Repórter Simone Braga
Stefany Neves: A Força da Arte e o Extraordinário de Viver Após o Acidente que Mudou o Palco da Sua Vida
O “Câmara Rio Entrevista” desta semana abriu as portas para uma história que transcende a dança e a acrobacia: a jornada de Stefany Neves, bailarina e acrobata carioca que transformou a dor mais profunda em um vibrante hino de superação e amor à vida. Em uma conversa emocionante com Simone Braga, Stefany detalha os capítulos intensos de sua trajetória, desde o auge de um sonho até o renascimento após um grave acidente.
Do Balé Clássico ao Maior Circo do Mundo
Nascida em 1995, Stefany demonstrou desde cedo sua paixão pelos palcos. Aos 16 anos, formou-se em balé clássico e, com apenas 17, alcançou o inimaginável: ingressar no maior circo do mundo, nos Estados Unidos. A jovem, que audicionou antes da idade mínima, descreve a experiência de viver e viajar em um trem com artistas de todo o planeta como uma “vida mágica”, um aprendizado de maturidade e cultura.

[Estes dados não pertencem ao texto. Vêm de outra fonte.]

mod bootstrap;
mod demo_world;
mod loop_runner;
mod metrics;
mod raster;
mod session;

pub(crate) use bootstrap::build_app;
pub(crate) use loop_runner::run;
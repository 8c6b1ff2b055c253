mod asset_keys;
pub mod config;
pub mod draw;
pub mod light;
pub mod position;
pub mod types;
pub mod view;
pub mod world;

#[cfg(test)]
mod test_world;

pub use asset_keys::{validate_asset_key, AssetKeyError};
pub use config::{ConfigError, MapViewConfig, ShaderConfig};
pub use draw::{
    DrawCommand, DrawPool, DrawPools, MapShaderUniforms, PoolKind, Primitive, ShaderBinding,
    ShaderId, TextureKey,
};
pub use light::{LightSource, LightView, Shade};
pub use position::{Direction, Position, FLOOR_COUNT, MAX_Z, SEA_FLOOR, UNDERGROUND_FLOOR};
pub use types::{AwareRange, Light, Point, Rect, Rgba, Size, COLOR_BLACK};
pub use view::{
    ActiveShader, DrawToggles, GeometryError, MapView, MapViewObserver, RectCache, RenderCaps,
    ShaderFade, ViewGeometry, ViewMode, VisibleTilesCache, TILE_PIXELS,
};
pub use world::{
    CreatureInfoContext, CreatureInfoFlags, GroundInfo, MapCreature, MapMissile, MapStore,
    MapText, MapTile,
};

A ascensão em sua carreira veio aos 19, quando aceitou o desafio de se tornar acrobata, um número de força capilar. Foi neste novo patamar, no espetáculo conhecido como “Candelabro Humano” em maio de 2014, que o destino fez sua curva mais dramática.
A Queda e o Recomeço Diário
O desabamento do candelabro, que despencou de uma altura de 12 metros—o equivalente a um prédio de quatro andares—com mais sete acrobatas, mudou a vida de Stefany para sempre.
A acrobata sofreu politraumatismo, com fraturas múltiplas no fêmur, costelas e ossos, além de ter o fígado perfurado. A luta pela vida começou ali, resultando em mais de dez cirurgias, três meses de internação, uma infecção generalizada e a perda severa de peso. O laudo médico foi categórico: Stefany Neves nunca mais voltaria a dançar.
O processo de recuperação foi uma batalha de sete anos, envolvendo intensa fisioterapia e terapia psicológica. Stefany não hesita em compartilhar a humanidade de sua dor, os dias de revolta, o questionamento do “porquê” seus sonhos haviam acabado tão jovem e o desejo de desistir. Foi nesse vale de dor que ela teve de reaprender o mais básico: respirar e andar.
O Amor, a Maternidade e a Autobiografia Neste caminho de reconstrução, a bailarina encontrou um pilar de apoio inabalável: o marido Ernesto, também artista circense. Ele a pediu em casamento um mês antes do acidente e, durante a internação, permaneceu ao seu lado. Stefany relata o medo de que ele ficasse por pena e a tentativa de afastá-lo, mas o amor de Ernesto mostrou-se fundamental para sua recuperação.
A experiência virou arte e relato na emocionante autobiografia “Baby Dancer”. Stefany explica que o livro é muito mais que a história do acidente, mas a narrativa de uma vida de superação que, segundo ela, começou ainda no útero de sua mãe.
Hoje, Stefany celebra o novo capítulo da maternidade. Grávida de sua primeira filha, Antonela, ela a enxerga como seu “milagre”, uma celebração da vida que floresce após a tempestade.
A Mensagem do Extraordinário no Cotidiano
Apesar das sequelas nas pernas e pés, que impossibilitam o retorno profissional aos palcos, Stefany fez as pazes com seu passado. Ela carrega a certeza de ser bailarina para sempre, dançando pela vida e não apenas nos palcos.
Sua mensagem de encerramento para o público é de profunda resiliência e gratidão:
- A Dor é Vida: A dor, seja no corpo ou na alma, faz parte da nossa trajetória e é um motivo para agradecer por estarmos vivos e de pé.
- Valorizar o Ordinário: Stefany convida a olhar para o “extraordinário” que reside nas coisas mais simples do cotidiano, como andar, comer e tomar um bom banho, pois ela foi privada dessas atividades por meses.
Stefany Neves é a prova de que as tempestades acabam e o sol sempre volta, trazendo consigo a força da arte como um caminho de renascimento e a beleza da vida em sua forma mais essencial.